Wenn der Dezember vorbei ist, leeren sich die Kirchen wieder. Die Parteien leeren sich auch. Orientierung wird woanders gesucht. Aber sie wird gesucht. Das ist die dauerhafte Hauptbotschaft. Auch Ungläubige, alle Generationen müssen wahrscheinlich die Erfahrung der ersten Christen wiederholen – die Rückkehr des Heilands findet nicht statt, das große Versprechen wird nicht zur Tat, auch die nächste Koalition stottert nur herum, Geist und Fleisch driften verlässlich auseinander, Unrecht und Staat finden immer wieder zusammen. Es gibt keine Erlösung, wir werden nicht nächstes Jahr in Jerusalem sein, die Götter sind im Exil. Die Entzauberung ist ein Widerspruch, den der Intellekt nicht auflösen, den aber der Glauben so ausdrücken kann, dass er Lebenslust aufrecht erhält.
Advent ist die Zeit der etwas größeren künstlichen Helligkeiten, der etwas größeren Geldspenden, der pünktlich sich einstellenden größeren Empfindlichkeiten. Aber just inmitten des barmherzig musikalischen Schneegestöbers aus dem Fernsehen wird uns bewusst: Es wird immer zu wenig Empfindlichkeit geben. Und immer zu spät: Denn Empfindlichkeit ist eine Errungenschaft von Schuld. Die schon darin besteht, dass sogar Straßenzeitungen mit Helene Fischer die höhere Auflage versuchen. Nein, die eigentlich schon darin besteht, dass es Straßenzeitungen geben muss.
Auf Sat.1 war dieser Tage in einer Moderation zu hören, nun kämen die Wochen, »da muss man sich gegenüber einem anderen Menschen für die Wärme von Worten nicht mehr so seltsam ungeschützt vorkommen«. Treffliche Kennzeichnung einer Zeit, in der just die Kälte zu einem Ort werden konnte, in dessen Schutz man sich zurückzieht.
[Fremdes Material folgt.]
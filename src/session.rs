use crate::adjacency::{write_adjacency, View};
use crate::config::SessionConfig;
use crate::debugger::{Breakpoint, Debugger, StopEvent, StopReason};
use crate::typedef::*;
use std::io::Write;
use tracing::{info, warn};

#[derive(Debug, Clone, PartialEq)]
enum State {
    NotStarted,
    Stopped(StopEvent),
    Finished(StopEvent),
}

/// What happened during a session
#[derive(Debug, Clone, PartialEq, Default)]
pub struct Report {
    /// The locations of all breakpoint hits, in the order they happened
    pub hits: Vec<String>,
    /// Configured breakpoint locations that were never hit
    pub unhit: Vec<String>,
    /// The stop that ended the debuggee, if it ended
    pub outcome: Option<StopEvent>,
}

impl Report {
    /// The exit code of the debuggee, if it exited on its own
    pub fn exit_code(&self) -> Option<i32> {
        match self.outcome {
            Some(StopEvent {
                reason: StopReason::Exited(code),
                ..
            }) => Some(code),
            _ => None,
        }
    }

    /// The status to exit with: the debuggee's exit code, `128 + signal` when a signal
    /// killed it, and 1 when it never finished
    pub fn exit_status(&self) -> i32 {
        match self.outcome.as_ref().map(|event| &event.reason) {
            Some(StopReason::Exited(code)) => *code,
            Some(StopReason::Killed(signal)) => signal_number(signal).map_or(1, |n| 128 + n),
            _ => 1,
        }
    }
}

fn signal_number(name: &str) -> Option<i32> {
    let number = match name {
        "SIGHUP" => 1,
        "SIGINT" => 2,
        "SIGQUIT" => 3,
        "SIGILL" => 4,
        "SIGTRAP" => 5,
        "SIGABRT" => 6,
        "SIGBUS" => 7,
        "SIGFPE" => 8,
        "SIGKILL" => 9,
        "SIGSEGV" => 11,
        "SIGPIPE" => 13,
        "SIGALRM" => 14,
        "SIGTERM" => 15,
        _ => return None,
    };

    Some(number)
}

/// A debugging session over a single run of the debuggee
///
/// Starting the session inserts every configured breakpoint in order and runs the
/// debuggee with its input redirected. From then on every stop is recorded until the
/// debuggee is gone.
pub struct Session<D: Debugger> {
    debugger: D,
    config: SessionConfig,
    breakpoints: Vec<Breakpoint>,
    stops: Vec<StopEvent>,
    state: State,
}

impl<D: Debugger> Session<D> {
    /// Creates a session that has not been started yet
    pub fn new(debugger: D, config: SessionConfig) -> Session<D> {
        Session {
            debugger,
            config,
            breakpoints: Vec::new(),
            stops: Vec::new(),
            state: State::NotStarted,
        }
    }

    /// The configuration of this session
    pub fn config(&self) -> &SessionConfig {
        &self.config
    }

    /// The underlying debugger
    pub fn debugger(&self) -> &D {
        &self.debugger
    }

    /// The breakpoints inserted so far
    pub fn breakpoints(&self) -> &[Breakpoint] {
        &self.breakpoints
    }

    /// Every stop so far, in order
    pub fn stops(&self) -> &[StopEvent] {
        &self.stops
    }

    /// The stop the debuggee is currently suspended at
    pub fn current(&self) -> Option<&StopEvent> {
        match self.state {
            State::Stopped(ref event) => Some(event),
            _ => None,
        }
    }

    /// Whether the debuggee is gone
    pub fn is_finished(&self) -> bool {
        match self.state {
            State::Finished(_) => true,
            _ => false,
        }
    }

    /// The configured location of the breakpoint the debuggee is suspended at
    pub fn current_location(&self) -> Option<&str> {
        let number = self.current()?.breakpoint()?;
        self.location_of(number)
    }

    /// The configured location of breakpoint `number`
    pub fn location_of(&self, number: BreakpointNumber) -> Option<&str> {
        self.breakpoints
            .iter()
            .find(|b| b.number == number)
            .map(|b| b.location.as_str())
    }

    /// Inserts the breakpoints, starts the debuggee and waits for the first stop
    pub fn start(&mut self) -> Result<&StopEvent> {
        ensure!(self.state == State::NotStarted, InspectError::AlreadyStarted);

        for location in &self.config.breakpoints {
            let breakpoint = self.debugger.insert_breakpoint(location)?;

            info!(
                number = breakpoint.number,
                location = %breakpoint.location,
                "breakpoint inserted"
            );

            self.breakpoints.push(breakpoint);
        }

        if let Some(ref input) = self.config.input {
            info!(input = %input.display(), "starting debuggee");
        } else {
            info!("starting debuggee");
        }

        let event = self.debugger.run(self.config.input.as_deref())?;
        Ok(self.record(event))
    }

    /// Resumes the debuggee until it stops again
    pub fn resume(&mut self) -> Result<&StopEvent> {
        self.ensure_stopped()?;

        let event = self.debugger.resume()?;
        Ok(self.record(event))
    }

    /// Writes the adjacency list of `view` as currently held by the debuggee
    pub fn dump<W: Write + ?Sized>(&mut self, view: View, out: &mut W) -> Result<usize> {
        self.ensure_stopped()?;

        write_adjacency(&mut self.debugger, &self.config.symbols, view, out)
    }

    /// Evaluates `expression` in the current frame
    pub fn evaluate(&mut self, expression: &str) -> Result<String> {
        self.ensure_stopped()?;

        self.debugger.evaluate(expression)
    }

    /// Drains everything the debuggee printed since the last call
    pub fn take_program_output(&mut self) -> Vec<String> {
        self.debugger.take_program_output()
    }

    /// Summarizes the session so far
    pub fn report(&self) -> Report {
        let hits: Vec<String> = self
            .stops
            .iter()
            .filter_map(StopEvent::breakpoint)
            .filter_map(|number| self.location_of(number))
            .map(String::from)
            .collect();

        let unhit = self
            .breakpoints
            .iter()
            .map(|b| &b.location)
            .filter(|location| !hits.contains(*location))
            .cloned()
            .collect();

        let outcome = match self.state {
            State::Finished(ref event) => Some(event.clone()),
            _ => None,
        };

        Report {
            hits,
            unhit,
            outcome,
        }
    }

    /// Runs the debuggee to its end without interaction
    ///
    /// At every breakpoint hit, each configured dump for that location is written to
    /// `out` along with anything the debuggee printed. With `strict` set, breakpoints
    /// that were never hit turn into an error.
    pub fn run_batch<W: Write + ?Sized>(&mut self, out: &mut W) -> Result<Report> {
        if self.state == State::NotStarted {
            self.start()?;
        }

        loop {
            for line in self.take_program_output() {
                writeln!(out, "{}", line)?;
            }

            let event = match self.state {
                State::Stopped(ref event) => event.clone(),
                _ => break,
            };

            let location = self.current_location().map(String::from);
            let dumps: Vec<View> = self
                .config
                .dumps
                .iter()
                .filter(|dump| Some(&dump.at) == location.as_ref())
                .map(|dump| dump.view)
                .collect();

            for view in dumps {
                writeln!(out, "-- {} adjacency at {}", view, event)?;
                self.dump(view, out)?;
            }

            self.resume()?;
        }

        let report = self.report();

        if !report.unhit.is_empty() {
            warn!(unhit = ?report.unhit, "some breakpoints were never hit");

            ensure!(
                !self.config.strict,
                InspectError::BreakpointsNotHit {
                    locations: report.unhit.join(", "),
                }
            );
        }

        Ok(report)
    }

    /// Terminates the debugger
    pub fn finish(mut self) -> Result<Report> {
        let report = self.report();
        self.debugger.shutdown()?;

        Ok(report)
    }

    fn ensure_stopped(&self) -> Result<()> {
        match self.state {
            State::Stopped(_) => Ok(()),
            State::NotStarted => bail!(InspectError::NotStarted),
            State::Finished(_) => bail!(InspectError::Exited),
        }
    }

    fn record(&mut self, event: StopEvent) -> &StopEvent {
        info!(%event, "debuggee stopped");

        self.stops.push(event.clone());

        self.state = if event.is_final() {
            State::Finished(event)
        } else {
            State::Stopped(event)
        };

        &self.stops[self.stops.len() - 1]
    }
}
Mit Kälte machen wir unsere Überforderungen zur lebbaren Gewohnheit. Kälte aufzugeben, ist ein Risiko. In einer westlichen Gesellschaft, die schon Max Weber als »das stahlharte Gehäuse« sah, in welches die Welt »hinter dem Menschengitter einer unbarmherzigen Rationalisierung eingeschlossen« sei.
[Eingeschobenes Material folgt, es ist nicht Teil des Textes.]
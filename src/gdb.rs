use crate::config::GdbConfig;
use crate::consts::*;
use crate::debugger::{Breakpoint, Debugger, StopEvent};
use crate::memory::{element_expr, parse_integer, Memory};
use crate::mi::{Channel, Command};
use crate::typedef::*;
use failure::ResultExt;
use std::{
    io::{BufRead, BufReader, Write},
    path::Path,
    process::{Child, ChildStdin, ChildStdout, Command as Process, Stdio},
};
use tracing::{debug, info, warn};

/// A gdb driven over GDB/MI
///
/// [`launch`](#method.launch) spawns a gdb process and owns it; [`over`](#method.over)
/// speaks to whatever is on the other end of a pair of streams.
pub struct Gdb<R = BufReader<ChildStdout>, W = ChildStdin> {
    child: Option<Child>,
    channel: Channel<R, W>,
    running: bool,
}

impl Gdb {
    /// Starts gdb and loads `program` into it
    pub fn launch(config: &GdbConfig, program: &Path) -> Result<Gdb> {
        info!(gdb = %config.path.display(), program = %program.display(), "launching debugger");

        let mut child = Process::new(&config.path)
            .arg("--interpreter=mi")
            .arg("--quiet")
            .arg("--nx")
            .args(&config.args)
            .stdin(Stdio::piped())
            .stdout(Stdio::piped())
            .stderr(Stdio::inherit())
            .spawn()
            .with_context(|_| format!("unable to start {}", config.path.display()))?;

        let stdin = child
            .stdin
            .take()
            .ok_or_else(|| format_err!("no stdin handle for the debugger"))?;
        let stdout = child
            .stdout
            .take()
            .ok_or_else(|| format_err!("no stdout handle for the debugger"))?;

        let mut gdb = Gdb::over(BufReader::new(stdout), stdin);
        gdb.child = Some(child);
        gdb.load(program)?;

        Ok(gdb)
    }
}

impl<R: BufRead, W: Write> Gdb<R, W> {
    /// Speaks MI to a gdb reading `writer` and printing to `reader`
    pub fn over(reader: R, writer: W) -> Gdb<R, W> {
        Gdb {
            child: None,
            channel: Channel::new(reader, writer),
            running: true,
        }
    }

    /// Sets gdb up for a scripted session and loads `program` into it
    pub fn load(&mut self, program: &Path) -> Result<()> {
        self.channel.execute(&Command::gdb_set("confirm", "off"))?;
        self.channel
            .execute(&Command::gdb_set("startup-with-shell", "on"))?;
        self.channel
            .execute(&Command::file_exec_and_symbols(program))
            .with_context(|_| format!("unable to load {}", program.display()))?;

        Ok(())
    }

    /// The channel to gdb
    pub fn channel(&self) -> &Channel<R, W> {
        &self.channel
    }

    fn wait_for_stop(&mut self) -> Result<StopEvent> {
        let results = self.channel.wait_for_stop()?;
        let event = StopEvent::from_mi(&results)?;

        debug!(%event, "stopped");

        Ok(event)
    }
}

impl<R: BufRead, W: Write> Memory for Gdb<R, W> {
    fn resolve(&mut self, name: &str) -> Result<i64> {
        let value = self.evaluate(name)?;
        parse_integer(name, &value)
    }

    fn index(&mut self, array: &str, path: &[usize]) -> Result<i64> {
        let expr = element_expr(array, path);
        let value = self.evaluate(&expr)?;
        parse_integer(&expr, &value)
    }
}

impl<R: BufRead, W: Write> Debugger for Gdb<R, W> {
    fn insert_breakpoint(&mut self, location: &str) -> Result<Breakpoint> {
        let (_, results) = self.channel.execute(&Command::break_insert(location))?;
        let bkpt = results.require("bkpt")?;

        let number = bkpt
            .get_str("number")
            .ok_or_else(|| InspectError::MissingField {
                field: "bkpt.number".into(),
            })?;
        let number = number
            .parse::<BreakpointNumber>()
            .map_err(|_| InspectError::MalformedRecord {
                line: format!("number={:?}", number),
            })?;

        Ok(Breakpoint {
            number,
            location: location.into(),
            func: bkpt.get_str("func").map(String::from),
        })
    }

    fn run(&mut self, input: Option<&Path>) -> Result<StopEvent> {
        let input = input.unwrap_or_else(|| Path::new(NULL_INPUT));

        self.channel.execute(&Command::redirect_stdin(input))?;
        self.channel.execute(&Command::exec_run())?;
        self.wait_for_stop()
    }

    fn resume(&mut self) -> Result<StopEvent> {
        self.channel.execute(&Command::exec_continue())?;
        self.wait_for_stop()
    }

    fn evaluate(&mut self, expression: &str) -> Result<String> {
        let (_, results) = self.channel.execute(&Command::evaluate(expression))?;
        Ok(results.require_str("value")?.into())
    }

    fn shutdown(&mut self) -> Result<()> {
        if !self.running {
            return Ok(());
        }

        self.running = false;
        self.channel.execute(&Command::gdb_exit())?;

        if let Some(ref mut child) = self.child {
            let status = child.wait()?;
            debug!(%status, "debugger exited");
        }

        Ok(())
    }

    fn take_program_output(&mut self) -> Vec<String> {
        self.channel.take_program_output()
    }
}

impl<R, W> Drop for Gdb<R, W> {
    fn drop(&mut self) {
        if !self.running {
            return;
        }

        if let Some(ref mut child) = self.child {
            if let Err(e) = child.kill() {
                warn!(error = %e, "unable to kill the debugger");
            }

            let _ = child.wait();
        }
    }
}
Ein Anglizismus lockt: Adventure. Das klingt wie Advent, heißt aber: Abenteuer. Sehr nahe liegend, jetzt, da die Sonntage auf eine Geschichte zulaufen, in der Niederkunft und Aufbruch auf folgenreiche Weise zusammengehen. Das ist das Geschenk, das nach Geschenken ruft. Wir lassen auch dieses Jahr keinen Wunsch aus. Wir sind Kaufhofnarren. Aber nur dort, wo die Räume erfüllt sein werden vom Bewusstsein des Unerfüllten, des unerfüllten Humanen, nur dort geschieht gelingende Adventszeit. Nur dort nämlich kann man vom Menschen sagen, er lasse wahrlich nichts zu wünschen übrig.